» EXERCISE BRIEF
Copy each line of the records that contains the word "usize".

» MATERIAL FOR THE TASK
::::::::
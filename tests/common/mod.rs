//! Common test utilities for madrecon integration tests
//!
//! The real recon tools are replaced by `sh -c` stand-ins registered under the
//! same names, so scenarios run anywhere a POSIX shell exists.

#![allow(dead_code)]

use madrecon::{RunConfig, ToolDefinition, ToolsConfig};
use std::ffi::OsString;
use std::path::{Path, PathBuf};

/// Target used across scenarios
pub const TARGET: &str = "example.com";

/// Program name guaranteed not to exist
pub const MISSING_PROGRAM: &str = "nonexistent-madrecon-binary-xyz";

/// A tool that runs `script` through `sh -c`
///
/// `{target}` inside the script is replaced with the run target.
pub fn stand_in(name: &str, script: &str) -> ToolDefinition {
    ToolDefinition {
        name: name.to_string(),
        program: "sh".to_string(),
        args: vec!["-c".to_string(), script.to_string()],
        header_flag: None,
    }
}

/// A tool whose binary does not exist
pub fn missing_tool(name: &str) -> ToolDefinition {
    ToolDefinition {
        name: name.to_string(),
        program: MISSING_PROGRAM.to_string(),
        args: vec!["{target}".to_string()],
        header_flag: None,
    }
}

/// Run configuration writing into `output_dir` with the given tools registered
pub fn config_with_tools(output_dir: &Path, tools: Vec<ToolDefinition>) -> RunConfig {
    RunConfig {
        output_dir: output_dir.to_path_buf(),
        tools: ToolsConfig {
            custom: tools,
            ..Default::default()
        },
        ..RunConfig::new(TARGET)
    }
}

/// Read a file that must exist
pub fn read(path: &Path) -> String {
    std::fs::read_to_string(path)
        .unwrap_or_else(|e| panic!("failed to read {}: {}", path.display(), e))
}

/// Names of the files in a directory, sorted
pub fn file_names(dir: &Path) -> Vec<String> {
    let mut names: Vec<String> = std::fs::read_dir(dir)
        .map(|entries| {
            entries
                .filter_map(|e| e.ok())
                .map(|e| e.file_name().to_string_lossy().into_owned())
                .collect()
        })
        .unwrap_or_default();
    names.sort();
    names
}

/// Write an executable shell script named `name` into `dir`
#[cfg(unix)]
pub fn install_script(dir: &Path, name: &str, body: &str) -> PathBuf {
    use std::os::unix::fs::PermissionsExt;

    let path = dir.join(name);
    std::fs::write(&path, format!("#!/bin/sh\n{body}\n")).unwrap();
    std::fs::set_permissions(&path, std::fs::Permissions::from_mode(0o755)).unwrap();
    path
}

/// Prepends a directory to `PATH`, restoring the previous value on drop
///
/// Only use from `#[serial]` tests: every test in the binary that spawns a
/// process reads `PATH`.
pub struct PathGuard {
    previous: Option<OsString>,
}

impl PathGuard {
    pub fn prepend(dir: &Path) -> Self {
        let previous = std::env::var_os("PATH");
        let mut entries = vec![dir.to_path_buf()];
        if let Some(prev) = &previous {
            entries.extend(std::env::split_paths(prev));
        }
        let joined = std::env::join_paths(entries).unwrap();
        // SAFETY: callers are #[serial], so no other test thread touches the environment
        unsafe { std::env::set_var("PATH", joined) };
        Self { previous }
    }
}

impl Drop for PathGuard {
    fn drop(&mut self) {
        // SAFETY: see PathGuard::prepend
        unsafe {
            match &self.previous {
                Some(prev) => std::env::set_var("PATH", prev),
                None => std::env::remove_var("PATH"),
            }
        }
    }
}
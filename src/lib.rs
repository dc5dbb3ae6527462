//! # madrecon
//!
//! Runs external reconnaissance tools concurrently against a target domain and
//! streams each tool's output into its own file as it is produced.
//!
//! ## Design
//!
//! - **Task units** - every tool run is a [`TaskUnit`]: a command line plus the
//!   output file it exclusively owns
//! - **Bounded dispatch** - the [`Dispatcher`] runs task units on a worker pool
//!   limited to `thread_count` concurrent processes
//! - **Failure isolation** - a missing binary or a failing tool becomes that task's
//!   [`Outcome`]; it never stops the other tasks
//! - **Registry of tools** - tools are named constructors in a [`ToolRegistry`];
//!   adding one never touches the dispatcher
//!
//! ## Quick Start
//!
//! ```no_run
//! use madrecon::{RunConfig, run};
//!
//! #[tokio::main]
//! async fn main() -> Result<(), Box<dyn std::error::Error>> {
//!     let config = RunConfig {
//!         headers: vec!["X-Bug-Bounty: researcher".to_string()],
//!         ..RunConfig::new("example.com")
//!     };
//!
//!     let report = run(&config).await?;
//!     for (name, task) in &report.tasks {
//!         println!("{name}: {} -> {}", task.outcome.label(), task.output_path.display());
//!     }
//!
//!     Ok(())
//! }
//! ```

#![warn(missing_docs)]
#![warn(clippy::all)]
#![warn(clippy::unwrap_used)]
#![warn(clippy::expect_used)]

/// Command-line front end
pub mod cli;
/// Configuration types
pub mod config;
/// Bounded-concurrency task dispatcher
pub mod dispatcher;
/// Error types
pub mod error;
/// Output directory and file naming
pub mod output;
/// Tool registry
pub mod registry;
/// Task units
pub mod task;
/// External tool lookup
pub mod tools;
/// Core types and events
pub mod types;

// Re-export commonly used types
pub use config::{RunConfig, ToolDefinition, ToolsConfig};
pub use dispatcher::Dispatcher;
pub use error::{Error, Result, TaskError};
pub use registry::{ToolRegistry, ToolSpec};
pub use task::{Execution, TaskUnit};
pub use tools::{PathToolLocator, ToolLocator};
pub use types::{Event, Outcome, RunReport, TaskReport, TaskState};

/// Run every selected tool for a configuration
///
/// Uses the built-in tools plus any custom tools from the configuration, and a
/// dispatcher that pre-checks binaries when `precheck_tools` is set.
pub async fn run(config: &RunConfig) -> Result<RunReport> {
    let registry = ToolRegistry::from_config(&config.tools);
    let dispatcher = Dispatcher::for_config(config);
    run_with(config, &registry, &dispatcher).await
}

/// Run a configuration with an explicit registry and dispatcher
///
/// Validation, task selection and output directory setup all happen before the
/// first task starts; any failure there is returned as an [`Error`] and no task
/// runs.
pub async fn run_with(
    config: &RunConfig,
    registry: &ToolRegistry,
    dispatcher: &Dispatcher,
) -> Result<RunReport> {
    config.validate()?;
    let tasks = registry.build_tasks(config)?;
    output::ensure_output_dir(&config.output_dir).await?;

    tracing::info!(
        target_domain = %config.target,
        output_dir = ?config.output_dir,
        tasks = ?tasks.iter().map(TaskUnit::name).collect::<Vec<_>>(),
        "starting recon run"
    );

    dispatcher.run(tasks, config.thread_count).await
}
::::::::
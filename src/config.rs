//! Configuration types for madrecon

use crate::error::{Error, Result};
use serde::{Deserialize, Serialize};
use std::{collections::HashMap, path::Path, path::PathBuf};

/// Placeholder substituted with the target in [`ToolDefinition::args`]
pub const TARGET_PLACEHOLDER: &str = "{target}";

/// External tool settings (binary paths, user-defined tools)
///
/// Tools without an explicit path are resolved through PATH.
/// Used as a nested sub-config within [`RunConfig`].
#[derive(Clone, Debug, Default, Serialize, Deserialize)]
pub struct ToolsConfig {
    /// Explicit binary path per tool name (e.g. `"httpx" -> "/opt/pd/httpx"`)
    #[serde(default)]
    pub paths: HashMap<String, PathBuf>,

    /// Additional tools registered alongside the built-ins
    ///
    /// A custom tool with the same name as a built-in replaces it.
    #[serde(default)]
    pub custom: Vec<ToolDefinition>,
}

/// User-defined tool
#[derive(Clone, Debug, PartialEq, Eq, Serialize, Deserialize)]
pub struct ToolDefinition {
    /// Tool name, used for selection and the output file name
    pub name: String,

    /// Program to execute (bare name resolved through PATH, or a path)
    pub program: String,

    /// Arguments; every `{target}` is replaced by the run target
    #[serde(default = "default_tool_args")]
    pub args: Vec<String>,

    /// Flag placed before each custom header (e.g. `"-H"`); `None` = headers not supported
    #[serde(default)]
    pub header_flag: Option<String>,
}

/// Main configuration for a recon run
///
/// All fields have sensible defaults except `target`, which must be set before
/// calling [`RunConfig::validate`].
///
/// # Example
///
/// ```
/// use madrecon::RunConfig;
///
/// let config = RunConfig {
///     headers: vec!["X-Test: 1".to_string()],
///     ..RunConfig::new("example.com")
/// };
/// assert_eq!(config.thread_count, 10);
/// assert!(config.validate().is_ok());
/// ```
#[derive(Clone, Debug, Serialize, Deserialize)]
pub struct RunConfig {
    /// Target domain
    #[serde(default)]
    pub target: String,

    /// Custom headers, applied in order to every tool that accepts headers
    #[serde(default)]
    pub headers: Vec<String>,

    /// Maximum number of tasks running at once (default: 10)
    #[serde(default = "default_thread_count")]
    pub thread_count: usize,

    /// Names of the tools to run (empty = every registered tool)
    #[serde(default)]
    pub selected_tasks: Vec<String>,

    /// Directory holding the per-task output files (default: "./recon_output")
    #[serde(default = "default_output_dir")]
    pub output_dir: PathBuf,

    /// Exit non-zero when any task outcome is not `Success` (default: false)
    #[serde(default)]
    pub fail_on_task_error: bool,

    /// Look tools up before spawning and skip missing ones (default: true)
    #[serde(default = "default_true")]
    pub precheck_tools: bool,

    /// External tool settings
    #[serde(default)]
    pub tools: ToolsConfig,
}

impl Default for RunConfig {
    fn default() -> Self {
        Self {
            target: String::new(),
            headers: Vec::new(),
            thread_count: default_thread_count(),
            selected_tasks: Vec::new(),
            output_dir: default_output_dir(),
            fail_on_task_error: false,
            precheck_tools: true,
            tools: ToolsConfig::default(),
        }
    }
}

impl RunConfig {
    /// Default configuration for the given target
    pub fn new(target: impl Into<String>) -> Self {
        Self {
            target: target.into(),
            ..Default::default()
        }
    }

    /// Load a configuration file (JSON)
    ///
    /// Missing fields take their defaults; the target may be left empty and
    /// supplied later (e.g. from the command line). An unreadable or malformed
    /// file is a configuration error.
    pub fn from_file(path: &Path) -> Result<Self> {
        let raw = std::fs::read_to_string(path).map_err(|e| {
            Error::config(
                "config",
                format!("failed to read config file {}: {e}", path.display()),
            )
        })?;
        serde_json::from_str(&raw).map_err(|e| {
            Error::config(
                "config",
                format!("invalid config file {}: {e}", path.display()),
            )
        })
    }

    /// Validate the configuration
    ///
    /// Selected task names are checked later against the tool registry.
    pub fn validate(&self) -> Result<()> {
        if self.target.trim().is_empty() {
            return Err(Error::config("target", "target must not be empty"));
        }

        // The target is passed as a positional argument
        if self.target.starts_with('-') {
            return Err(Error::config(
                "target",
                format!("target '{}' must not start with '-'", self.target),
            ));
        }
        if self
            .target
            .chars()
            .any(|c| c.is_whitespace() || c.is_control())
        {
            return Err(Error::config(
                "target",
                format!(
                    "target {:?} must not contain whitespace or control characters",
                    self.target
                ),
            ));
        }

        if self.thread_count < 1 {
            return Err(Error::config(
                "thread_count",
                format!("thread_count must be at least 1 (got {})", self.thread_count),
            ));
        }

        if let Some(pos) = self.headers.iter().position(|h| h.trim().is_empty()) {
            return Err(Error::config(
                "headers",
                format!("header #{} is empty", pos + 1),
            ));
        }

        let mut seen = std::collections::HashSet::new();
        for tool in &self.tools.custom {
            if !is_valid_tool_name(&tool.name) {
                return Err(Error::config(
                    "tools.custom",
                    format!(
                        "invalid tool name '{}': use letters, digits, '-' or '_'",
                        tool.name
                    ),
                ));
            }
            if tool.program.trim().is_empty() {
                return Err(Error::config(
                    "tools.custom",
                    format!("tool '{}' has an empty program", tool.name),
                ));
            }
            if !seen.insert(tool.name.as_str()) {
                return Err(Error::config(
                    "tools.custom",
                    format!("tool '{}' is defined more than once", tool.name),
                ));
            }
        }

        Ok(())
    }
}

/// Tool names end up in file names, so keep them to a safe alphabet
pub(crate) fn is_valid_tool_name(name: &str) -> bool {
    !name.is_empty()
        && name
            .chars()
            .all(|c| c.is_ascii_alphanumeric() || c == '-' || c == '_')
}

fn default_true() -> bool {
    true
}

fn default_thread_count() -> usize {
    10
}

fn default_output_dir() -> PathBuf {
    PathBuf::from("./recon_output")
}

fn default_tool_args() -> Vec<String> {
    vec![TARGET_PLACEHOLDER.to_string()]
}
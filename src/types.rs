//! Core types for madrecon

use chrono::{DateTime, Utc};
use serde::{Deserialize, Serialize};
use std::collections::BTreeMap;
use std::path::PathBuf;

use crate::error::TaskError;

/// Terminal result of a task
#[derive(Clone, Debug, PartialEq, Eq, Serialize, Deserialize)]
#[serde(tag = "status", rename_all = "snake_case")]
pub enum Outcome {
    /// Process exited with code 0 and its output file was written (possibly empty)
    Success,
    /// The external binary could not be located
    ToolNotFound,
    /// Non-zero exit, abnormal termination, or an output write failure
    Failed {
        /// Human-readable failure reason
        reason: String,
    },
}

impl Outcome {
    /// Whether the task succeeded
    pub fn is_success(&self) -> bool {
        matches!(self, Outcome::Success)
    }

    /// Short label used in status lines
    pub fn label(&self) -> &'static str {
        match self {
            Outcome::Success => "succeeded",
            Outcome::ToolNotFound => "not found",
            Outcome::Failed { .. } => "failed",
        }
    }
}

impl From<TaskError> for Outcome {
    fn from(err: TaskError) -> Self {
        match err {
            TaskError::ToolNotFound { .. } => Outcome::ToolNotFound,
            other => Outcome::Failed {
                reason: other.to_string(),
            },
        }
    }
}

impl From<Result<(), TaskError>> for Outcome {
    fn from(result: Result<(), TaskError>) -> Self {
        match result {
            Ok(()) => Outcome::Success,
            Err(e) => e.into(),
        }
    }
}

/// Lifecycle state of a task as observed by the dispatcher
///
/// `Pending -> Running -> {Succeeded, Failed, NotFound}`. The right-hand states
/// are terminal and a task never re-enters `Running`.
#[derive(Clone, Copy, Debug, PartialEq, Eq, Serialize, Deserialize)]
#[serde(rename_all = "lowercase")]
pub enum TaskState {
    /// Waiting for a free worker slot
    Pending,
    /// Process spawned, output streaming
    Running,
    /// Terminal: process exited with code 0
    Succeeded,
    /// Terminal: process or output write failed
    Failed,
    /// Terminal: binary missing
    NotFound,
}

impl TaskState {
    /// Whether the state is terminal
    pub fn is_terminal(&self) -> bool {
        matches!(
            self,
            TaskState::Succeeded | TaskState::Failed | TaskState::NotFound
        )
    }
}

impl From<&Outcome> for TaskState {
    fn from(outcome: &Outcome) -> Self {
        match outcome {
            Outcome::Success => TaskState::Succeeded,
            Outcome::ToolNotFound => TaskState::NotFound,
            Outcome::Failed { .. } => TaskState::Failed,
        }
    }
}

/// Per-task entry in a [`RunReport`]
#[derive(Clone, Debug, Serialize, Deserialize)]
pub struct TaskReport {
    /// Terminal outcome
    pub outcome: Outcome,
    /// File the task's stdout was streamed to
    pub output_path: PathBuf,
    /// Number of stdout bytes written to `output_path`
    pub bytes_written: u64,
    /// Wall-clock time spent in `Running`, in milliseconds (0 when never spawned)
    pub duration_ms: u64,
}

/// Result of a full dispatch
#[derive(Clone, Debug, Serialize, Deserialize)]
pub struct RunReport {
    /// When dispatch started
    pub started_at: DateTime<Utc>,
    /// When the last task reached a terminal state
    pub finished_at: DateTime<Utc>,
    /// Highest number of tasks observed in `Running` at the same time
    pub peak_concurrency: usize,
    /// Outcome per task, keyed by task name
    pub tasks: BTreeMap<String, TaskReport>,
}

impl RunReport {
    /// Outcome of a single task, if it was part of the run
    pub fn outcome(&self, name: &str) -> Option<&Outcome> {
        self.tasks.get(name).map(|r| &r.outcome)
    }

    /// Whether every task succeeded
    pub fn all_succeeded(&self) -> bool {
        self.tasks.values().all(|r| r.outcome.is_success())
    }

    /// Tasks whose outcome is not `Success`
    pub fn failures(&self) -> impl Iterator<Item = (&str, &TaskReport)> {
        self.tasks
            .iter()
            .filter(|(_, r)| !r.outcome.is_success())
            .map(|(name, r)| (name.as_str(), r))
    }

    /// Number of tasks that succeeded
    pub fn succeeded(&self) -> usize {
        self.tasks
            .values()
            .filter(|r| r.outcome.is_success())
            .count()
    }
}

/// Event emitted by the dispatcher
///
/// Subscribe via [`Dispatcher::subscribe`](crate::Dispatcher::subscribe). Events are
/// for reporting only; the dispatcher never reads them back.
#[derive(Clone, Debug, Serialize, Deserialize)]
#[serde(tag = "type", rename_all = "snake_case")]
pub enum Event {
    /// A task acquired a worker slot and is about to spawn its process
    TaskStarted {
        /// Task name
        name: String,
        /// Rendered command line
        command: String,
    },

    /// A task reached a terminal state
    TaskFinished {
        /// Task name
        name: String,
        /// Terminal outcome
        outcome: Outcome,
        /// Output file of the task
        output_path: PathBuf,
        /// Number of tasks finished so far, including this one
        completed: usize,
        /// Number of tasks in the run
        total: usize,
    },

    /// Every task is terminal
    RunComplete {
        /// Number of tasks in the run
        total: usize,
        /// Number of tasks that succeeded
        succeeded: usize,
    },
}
::::::::
» RESPONSE
    pub thread_count: usize,
fn default_thread_count() -> usize {
    pub peak_concurrency: usize,
    pub fn succeeded(&self) -> usize {
        completed: usize,
        total: usize,
        total: usize,
        succeeded: usize,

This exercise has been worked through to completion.